Il fut fait suivant le vœu de Théophile. Le métropolitain de l’île de Chypre, réunissant ses suffragans en synode, leur dicta une formule de foi complète concernant Origène et ses fauteurs ; puis le décret synodal, accompagné des lettres encycliques des deux évêques, fut envoyé dans tout l’Orient. L’archevêque de la ville impériale étant un trop haut personnage pour qu’on se contentât à son égard de la voie ordinaire de transmission, Épiphane voulut lui déléguer un de ses prêtres pour lui remettre la dépêche et lui exposer en même temps de vive voix la responsabilité qu’il encourait en protégeant des hérétiques condamnés. Toutefois le délégué d’Épiphane n’eut pas l’occasion de partir.
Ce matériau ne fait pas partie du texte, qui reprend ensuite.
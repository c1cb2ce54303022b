//! UI-independent board view state.
//!
//! A [`BoardView`] holds one loaded [`BoardSnapshot`] and mediates drag and
//! drop. Moves are applied optimistically and either confirmed with the
//! stored task or rolled back to the previous order.

mod controller;
mod filter;
mod snapshot;

pub use controller::{BoardView, DropTarget, MoveRequest, PendingMove};
pub use filter::TaskFilter;
pub use snapshot::{BoardLoadError, BoardSnapshot, ColumnTasks};

#[cfg(test)]
mod tests;
//! Service layer for task creation, editing, moves and history.

use crate::auth::{Actor, EmailAddress};
use crate::board::{
    domain::{Column, ColumnId},
    ports::{BoardRepository, BoardRepositoryError},
};
use crate::task::{
    domain::{
        NewTask, Priority, ReminderInterval, ReminderTransition, Task, TaskDomainError,
        TaskHistoryEntry, TaskId, TaskPatch, TaskTitle, describe_move, describe_update,
    },
    ports::{TaskNotifier, TaskRepository, TaskRepositoryError},
};
use chrono::{DateTime, NaiveDate, Utc};
use mockable::Clock;
use std::sync::Arc;
use thiserror::Error;

const ANONYMOUS_ACTOR: &str = "anonymous";

/// Request payload for creating a task.
#[derive(Debug, Clone, PartialEq, Eq)]
pub struct CreateTaskRequest {
    title: String,
    description: Option<String>,
    assignee: Option<String>,
    due_date: Option<NaiveDate>,
    priority: Priority,
    reminder: ReminderInterval,
}

impl CreateTaskRequest {
    /// Creates a request with the required title.
    #[must_use]
    pub fn new(title: impl Into<String>) -> Self {
        Self {
            title: title.into(),
            description: None,
            assignee: None,
            due_date: None,
            priority: Priority::default(),
            reminder: ReminderInterval::default(),
        }
    }

    /// Sets the description.
    #[must_use]
    pub fn with_description(mut self, description: impl Into<String>) -> Self {
        self.description = Some(description.into());
        self
    }

    /// Sets the assignee email address.
    #[must_use]
    pub fn with_assignee(mut self, assignee: impl Into<String>) -> Self {
        self.assignee = Some(assignee.into());
        self
    }

    /// Sets the due date.
    #[must_use]
    pub const fn with_due_date(mut self, due_date: NaiveDate) -> Self {
        self.due_date = Some(due_date);
        self
    }

    /// Sets the priority.
    #[must_use]
    pub const fn with_priority(mut self, priority: Priority) -> Self {
        self.priority = priority;
        self
    }

    /// Sets the reminder interval.
    #[must_use]
    pub const fn with_reminder(mut self, reminder: ReminderInterval) -> Self {
        self.reminder = reminder;
        self
    }

    fn into_fields(self) -> Result<NewTask, TaskDomainError> {
        Ok(NewTask {
            title: TaskTitle::new(self.title)?,
            description: self.description.filter(|text| !text.trim().is_empty()),
            assignee: parse_assignee(self.assignee)?,
            due_date: self.due_date,
            priority: self.priority,
            reminder: self.reminder,
        })
    }
}

/// Request payload for a partial task update.
///
/// Outer `None` leaves a field untouched; for nullable fields `Some(None)`
/// clears it.
#[derive(Debug, Clone, Default, PartialEq, Eq)]
pub struct UpdateTaskRequest {
    /// New title.
    pub title: Option<String>,
    /// New or cleared description.
    pub description: Option<Option<String>>,
    /// New or cleared assignee email address.
    pub assignee: Option<Option<String>>,
    /// New or cleared due date.
    pub due_date: Option<Option<NaiveDate>>,
    /// New priority.
    pub priority: Option<Priority>,
    /// New reminder interval.
    pub reminder: Option<ReminderInterval>,
    /// Explicit next reminder time.
    pub next_reminder_at: Option<Option<DateTime<Utc>>>,
}

impl UpdateTaskRequest {
    fn into_patch(self) -> Result<TaskPatch, TaskDomainError> {
        Ok(TaskPatch {
            title: self.title.map(TaskTitle::new).transpose()?,
            description: self
                .description
                .map(|value| value.filter(|text| !text.trim().is_empty())),
            assignee: self.assignee.map(parse_assignee).transpose()?,
            due_date: self.due_date,
            priority: self.priority,
            reminder: self.reminder,
            next_reminder_at: self.next_reminder_at,
        })
    }
}

fn parse_assignee(raw: Option<String>) -> Result<Option<EmailAddress>, TaskDomainError> {
    match raw {
        Some(value) if !value.trim().is_empty() => EmailAddress::new(value)
            .map(Some)
            .map_err(|err| TaskDomainError::InvalidAssignee(err.0)),
        _ => Ok(None),
    }
}

/// Result of a move request.
#[derive(Debug, Clone, PartialEq, Eq)]
pub enum MoveOutcome {
    /// The task was moved and all affected positions persisted.
    Moved(Task),
    /// The task already sits at the requested position; nothing persisted.
    Unchanged(Task),
    /// The move breaks the lane rules; nothing persisted.
    Rejected,
}

impl MoveOutcome {
    /// Returns whether the store changed.
    #[must_use]
    pub const fn is_moved(&self) -> bool {
        matches!(self, Self::Moved(_))
    }

    /// Returns the task after the move, unless the move was rejected.
    #[must_use]
    pub const fn task(&self) -> Option<&Task> {
        match self {
            Self::Moved(task) | Self::Unchanged(task) => Some(task),
            Self::Rejected => None,
        }
    }
}

/// Service-level errors for task lifecycle operations.
#[derive(Debug, Error)]
pub enum TaskLifecycleError {
    /// Domain validation failed.
    #[error(transparent)]
    Domain(#[from] TaskDomainError),
    /// Task repository operation failed.
    #[error(transparent)]
    Repository(#[from] TaskRepositoryError),
    /// Column lookup failed.
    #[error(transparent)]
    Board(#[from] BoardRepositoryError),
    /// The operation requires an authenticated caller.
    #[error("authentication required")]
    Unauthorized,
    /// The caller's role may not perform the operation.
    #[error("you do not have permission to edit tasks")]
    Forbidden,
    /// No task exists with the given identifier.
    #[error("task {0} not found")]
    TaskNotFound(TaskId),
    /// No column exists with the given identifier.
    #[error("column {0} not found")]
    ColumnNotFound(ColumnId),
}

/// Result type for task lifecycle service operations.
pub type TaskLifecycleResult<T> = Result<T, TaskLifecycleError>;

/// Task lifecycle orchestration service.
#[derive(Clone)]
pub struct TaskLifecycleService<R, B, C>
where
    R: TaskRepository,
    B: BoardRepository,
    C: Clock + Send + Sync,
{
    repository: Arc<R>,
    boards: Arc<B>,
    clock: Arc<C>,
    notifier: Option<Arc<dyn TaskNotifier>>,
}
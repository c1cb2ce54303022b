//! Application services for board management.

mod board;

pub use board::{
    BoardService, BoardServiceError, BoardServiceResult, CreateBoardRequest, CreatedBoard,
    UpdateBoardRequest,
};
Théophile, qui possédait dans le port d’Alexandrie des moyens de communication bien autrement rapides et fréquens qu’on n’en pouvait avoir à Salamine, prit les devans pour narguer l’archevêque ; il lui envoya l’encyclique d’Épiphane et les deux décrets synodaux avec ces simples mots de sa main : « Les pièces ci-jointes sont importantes. Je t’engage à les méditer et à ne point fermer ton cœur aux avertissemens du saint évêque dont le monde chrétien écoute les décisions comme des oracles. » Chrysostome, en ouvrant la dépêche et parcourant les pièces, n’y vit d’abord qu’une invitation de prendre part à une de ces disputes théologiques dans lesquelles Épiphane avait passé sa vie. Porté par caractère à l’application morale des principes évangéliques, il avait montré toujours peu de goût pour des discussions qui lui rappelaient trop les écoles des rhéteurs. Son premier mouvement fut donc de jeter là la dépêche en s’écriant : « J’ai bien besoin en vérité de toutes ces belles choses pour agiter mon peuple, comme si mon devoir n’était pas de lui servir une autre nourriture en lui prêchant la parole de Dieu ! »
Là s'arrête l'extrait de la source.